2.14. Statistical Analyses
Each experiment was repeated three times independently. Comparison between groups was performed using Student's t-test and the Mann–Whitney U test. The Shapiro–Wilk test was used to check for normality of the distribution.P-values less than 0.05 indicated statistical significance. The statistical analyses were performed using SPSS 19.0.
3. Results
3.1. Active Ingredients of A. chinensis Planch Root
The various aqueous extracts of A. chinensis Planch root were composed of triterpenoids, terpenoids, polysaccharides, flavonoids, steroids, and phenolic acids. Notably, triterpenoids are considered the major active components of acRoots. 26 active ingredients were extracted from the TCMSP database in total, of which six core active ingredients satisfied the screening criteria of ADME OB ≥ 30% and DL ≥ 0.18 (Table 1).
Table 1.
Information on screened active ingredients of Actinidia chinensis Planch root.
Id | Active ingredients | OB (%) | DL |
---|---|---|---|
MOL000358 | Beta-sitosterol | 36.91 | 0.75 |
MOL000359 | Sitosterol | 36.91 | 0.75 |
MOL000471 | Aloe-emodin | 83.38 | 0.24 |
MOL000492 | (+)-catechin | 54.83 | 0.24 |
MOL000073 | Ent-epicatechin | 48.96 | 0.24 |
MOL000098 | Quercetin | 46.43 | 0.28 |
acRoots, Actinidia chinensis Planch root extract.
3.2. Prediction and Analysis of Bioactive Ingredient Targets
The human disease targets of the six active ingredients were obtained from DrugBank and the UniProt public databases. According to the obtained results, 38 genes including PGR, NCOA2, and PTGS1, were selected as the candidate targets of beta-sitosterol (MOL000358). The sitosterol (MOL000359) incorporations into PGR, NCOA2, and NR3C2 were higher in human. In addition, 24 genes, including PTGS1, PTGS2, and HSP90AA1, were selected as the candidate targets of aloe-emodin (MOL000471), whereas 11 genes, including PTGS1, ESR1, and PTGS2, were selected as the candidate targets of (+)-catechin MOL000492). The ent-Epicatechin (MOL000073) incorporations into PTGS1, PTGS2, HSP90AA1, HSP90AB1, DPEP1, and PRKACA were higher in human as well. Furthermore, 148 genes including PTGS1, AR, and PPARG were selected as the candidate targets of quercetin (MOL000098). After pooling the targets and removing duplicates, a total of 175 bioactive ingredient targets of acRoots were obtained and the bioactive ingredient target network was constructed, with 181 nodes and 237 edges (Figure 1). The nodes with a degree of 1 contained 139 genes, whereas the nodes with a degree of 2 contained 25 genes (Figure 1). Moreover, the nodes with a degree of 3 contained CAPS3, PIK3CG, BAX, and PRKCA, whereas the nodes with a degree of 5 had NCOA2, HSP90AA1, HSP90AB1, PTGS1, PTGS2, and PRKACA.
Figure 1.
Bioactive-ingredient targets of A. chinensis Planch root network. The red nodes represent A. chinensis Planch root, the green nodes represent the bioactive ingredients (beta-sitosterol, sitosterol aloe-emodin, (+)-catechin, ent-Epicatechin, and quercetin), the blue nodes represent the main targets of action, and the edges demonstrate the relationship between the bioactive ingredients and the main targets of action.

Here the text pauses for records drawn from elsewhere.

//! Native filesystem via `std::fs`.

use std::fs;
use std::path::{Path, PathBuf};
use std::time::SystemTime;

use super::handle::{Content, Handle};
use crate::{DirListing, FileInfo, FsError, FsFile, FsRead, FsWrite, OpenFlags, Permissions};

/// The host filesystem.
///
/// Paths are passed to `std::fs` unchanged. Wrap it in a
/// [`BasePathFs`](crate::BasePathFs) to confine it below a directory.
#[derive(Debug, Clone, Copy, Default)]
pub struct OsFs;

impl OsFs {
    /// Create a new handle to the host filesystem.
    pub fn new() -> Self {
        Self
    }

    fn list(path: &Path) -> Result<Vec<FileInfo>, FsError> {
        let mut entries = Vec::new();
        for entry in fs::read_dir(path).map_err(|e| FsError::from_io("read_dir", path, e))? {
            let entry = entry.map_err(|e| FsError::from_io("read_dir", path, e))?;
            let name = entry.file_name().to_string_lossy().into_owned();
            // Follow symlinks like stat does; fall back to the link itself.
            let md = match fs::metadata(entry.path()) {
                Ok(md) => md,
                Err(_) => entry
                    .metadata()
                    .map_err(|e| FsError::from_io("read_dir", entry.path(), e))?,
            };
            entries.push(FileInfo::from_std(name, &md));
        }
        entries.sort_by(|a, b| a.name.cmp(&b.name));
        Ok(entries)
    }
}

impl FsRead for OsFs {
    fn name(&self) -> &str {
        "OsFs"
    }

    fn stat(&self, path: &Path) -> Result<FileInfo, FsError> {
        let md = fs::metadata(path).map_err(|e| FsError::from_io("stat", path, e))?;
        Ok(FileInfo::from_std(FileInfo::name_of(path), &md))
    }

    fn lstat_if_possible(&self, path: &Path) -> Result<(FileInfo, bool), FsError> {
        let md = fs::symlink_metadata(path).map_err(|e| FsError::from_io("lstat", path, e))?;
        Ok((FileInfo::from_std(FileInfo::name_of(path), &md), true))
    }

    fn open(&self, path: &Path) -> Result<Box<dyn FsFile>, FsError> {
        let info = self.stat(path)?;
        let content = if info.is_dir() {
            Content::Dir(DirListing::new(Self::list(path)?))
        } else {
            Content::File(fs::File::open(path).map_err(|e| FsError::from_io("open", path, e))?)
        };
        Ok(Box::new(Handle::new(path, info, content)))
    }

    fn real_path(&self, path: &Path) -> Result<PathBuf, FsError> {
        std::path::absolute(path).map_err(|e| FsError::from_io("real_path", path, e))
    }
}

impl FsWrite for OsFs {
    fn write(&self, path: &Path, data: &[u8]) -> Result<(), FsError> {
        fs::write(path, data).map_err(|e| FsError::from_io("write", path, e))
    }

    fn open_file(&self, path: &Path, flags: OpenFlags) -> Result<Box<dyn FsFile>, FsError> {
        if flags.mutates() {
            fs::OpenOptions::new()
                .write(true)
                .create(flags.create)
                .truncate(flags.truncate)
                .append(flags.append)
                .open(path)
                .map_err(|e| FsError::from_io("open_file", path, e))?;
        }
        self.open(path)
    }

    fn chmod(&self, path: &Path, perm: Permissions) -> Result<(), FsError> {
        #[cfg(unix)]
        let permissions = {
            use std::os::unix::fs::PermissionsExt;
            fs::Permissions::from_mode(perm.mode())
        };
        #[cfg(not(unix))]
        let permissions = {
            let mut p = fs::metadata(path)
                .map_err(|e| FsError::from_io("chmod", path, e))?
                .permissions();
            p.set_readonly(perm.readonly());
            p
        };
        fs::set_permissions(path, permissions).map_err(|e| FsError::from_io("chmod", path, e))
    }

    fn chtimes(
        &self,
        path: &Path,
        accessed: SystemTime,
        modified: SystemTime,
    ) -> Result<(), FsError> {
        let file = fs::File::open(path).map_err(|e| FsError::from_io("chtimes", path, e))?;
        let times = fs::FileTimes::new()
            .set_accessed(accessed)
            .set_modified(modified);
        file.set_times(times)
            .map_err(|e| FsError::from_io("chtimes", path, e))
    }

    fn create_dir(&self, path: &Path, perm: Permissions) -> Result<(), FsError> {
        let mut builder = fs::DirBuilder::new();
        #[cfg(unix)]
        {
            use std::os::unix::fs::DirBuilderExt;
            builder.mode(perm.mode());
        }
        #[cfg(not(unix))]
        let _ = perm;
        builder
            .create(path)
            .map_err(|e| FsError::from_io("create_dir", path, e))
    }

    fn create_dir_all(&self, path: &Path, perm: Permissions) -> Result<(), FsError> {
        let mut builder = fs::DirBuilder::new();
        builder.recursive(true);
        #[cfg(unix)]
        {
            use std::os::unix::fs::DirBuilderExt;
            builder.mode(perm.mode());
        }
        #[cfg(not(unix))]
        let _ = perm;
        builder
            .create(path)
            .map_err(|e| FsError::from_io("create_dir_all", path, e))
    }

    fn remove(&self, path: &Path) -> Result<(), FsError> {
        let md = fs::symlink_metadata(path).map_err(|e| FsError::from_io("remove", path, e))?;
        let result = if md.is_dir() {
            fs::remove_dir(path)
        } else {
            fs::remove_file(path)
        };
        result.map_err(|e| match e.kind() {
            std::io::ErrorKind::DirectoryNotEmpty => FsError::DirectoryNotEmpty {
                path: path.to_path_buf(),
            },
            _ => FsError::from_io("remove", path, e),
        })
    }

    fn remove_all(&self, path: &Path) -> Result<(), FsError> {
        let md = match fs::symlink_metadata(path) {
            Ok(md) => md,
            Err(e) if e.kind() == std::io::ErrorKind::NotFound => return Ok(()),
            Err(e) => return Err(FsError::from_io("remove_all", path, e)),
        };
        let result = if md.is_dir() {
            fs::remove_dir_all(path)
        } else {
            fs::remove_file(path)
        };
        result.map_err(|e| FsError::from_io("remove_all", path, e))
    }

    fn rename(&self, from: &Path, to: &Path) -> Result<(), FsError> {
        fs::rename(from, to).map_err(|e| FsError::from_io("rename", from, e))
    }
}

#[cfg(test)]
mod tests {
    use super::*;
    use crate::FsExt;
    use std::io::Read;

    #[test]
    fn stat_and_open_real_files() {
        let tmp = tempfile::tempdir().unwrap();
        std::fs::write(tmp.path().join("b.txt"), "bee").unwrap();
        std::fs::write(tmp.path().join("a.txt"), "a").unwrap();
        std::fs::create_dir(tmp.path().join("sub")).unwrap();

        let fs = OsFs::new();
        assert!(fs.stat(tmp.path()).unwrap().is_dir());
        assert_eq!(
            fs.read_dir_names(tmp.path()).unwrap(),
            ["a.txt", "b.txt", "sub"]
        );

        let mut f = fs.open(&tmp.path().join("b.txt")).unwrap();
        let mut s = String::new();
        f.read_to_string(&mut s).unwrap();
        assert_eq!(s, "bee");
    }

    #[test]
    fn missing_path_is_not_found() {
        let tmp = tempfile::tempdir().unwrap();
        let err = OsFs.stat(&tmp.path().join("nope")).unwrap_err();
        assert!(err.is_not_found());
    }

    #[test]
    fn real_path_is_absolute() {
        let p = OsFs.real_path(Path::new("relative/x")).unwrap();
        assert!(p.is_absolute());
    }

    #[test]
    fn remove_all_missing_is_ok() {
        let tmp = tempfile::tempdir().unwrap();
        OsFs.remove_all(&tmp.path().join("missing")).unwrap();
    }
}
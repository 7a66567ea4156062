//! Paged directory listings for backend handles.

use crate::FileInfo;

/// A snapshot of directory entries handed out page by page.
///
/// Backends take the snapshot when a directory is opened, so entries are
/// fetched once per handle and each [`next_page`](Self::next_page) call
/// continues where the previous one stopped.
///
/// # Example
///
/// ```rust
/// use anyfs_composite::{DirListing, FileInfo};
///
/// let mut listing = DirListing::new(vec![
///     FileInfo::file("a.md", 1),
///     FileInfo::file("b.md", 2),
///     FileInfo::dir("c"),
/// ]);
/// assert_eq!(listing.next_page(2).len(), 2);
/// assert_eq!(listing.next_page(0).len(), 1);
/// assert!(listing.next_page(0).is_empty());
/// ```
#[derive(Debug, Clone, Default)]
pub struct DirListing {
    entries: Vec<FileInfo>,
    pos: usize,
}

impl DirListing {
    /// Create from a pre-collected vector.
    pub fn new(entries: Vec<FileInfo>) -> Self {
        Self { entries, pos: 0 }
    }

    /// Take the next `count` entries, or all remaining when `count <= 0`.
    pub fn next_page(&mut self, count: isize) -> Vec<FileInfo> {
        let remaining = self.entries.len() - self.pos;
        let take = if count > 0 {
            remaining.min(count as usize)
        } else {
            remaining
        };
        let page = self.entries[self.pos..self.pos + take].to_vec();
        self.pos += take;
        page
    }
}

#[cfg(test)]
mod tests {
    use super::*;

    fn listing() -> DirListing {
        DirListing::new(vec![
            FileInfo::file("a", 0),
            FileInfo::file("b", 0),
            FileInfo::dir("c"),
        ])
    }

    #[test]
    fn pages_continue_where_previous_stopped() {
        let mut l = listing();
        let first: Vec<_> = l.next_page(2).into_iter().map(|f| f.name).collect();
        assert_eq!(first, ["a", "b"]);
        let second: Vec<_> = l.next_page(2).into_iter().map(|f| f.name).collect();
        assert_eq!(second, ["c"]);
        assert!(l.next_page(2).is_empty());
    }

    #[test]
    fn non_positive_count_takes_everything() {
        assert_eq!(listing().next_page(0).len(), 3);
        assert_eq!(listing().next_page(-1).len(), 3);
    }
}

3.3. Enrichment Analysis of the Bioactive Ingredient Targets
The function of the 175 target genes of the bioactive ingredient was predicted using gene ontology (GO) biological process (BP). The GO enrichment analysis results revealed that the target genes were mainly involved in response to toxic substance, response to wounding, cellular response to organic cyclic compound, reactive oxygen species metabolic process, response to inorganic substance, cellular response to nitrogen compound, and other biological processes (Figure 2(a)). The KEGG pathways enrichment analysis showed that these genes were mainly enriched in pathways in cancer, AGE-RAGE signaling pathway in diabetic complications, IL-17 signaling pathway, PI3K-Akt signaling pathway, MAPK signaling pathway, platinum drug resistance, and other pathways (Figure 2(b)).
Figure 2.
(a) The GOBP enrichment analysis bubble chart of the 175 target genes of bioactive ingredient. (b) The KEGG enrichment analysis bubble chart of the 175 target genes of bioactive ingredient.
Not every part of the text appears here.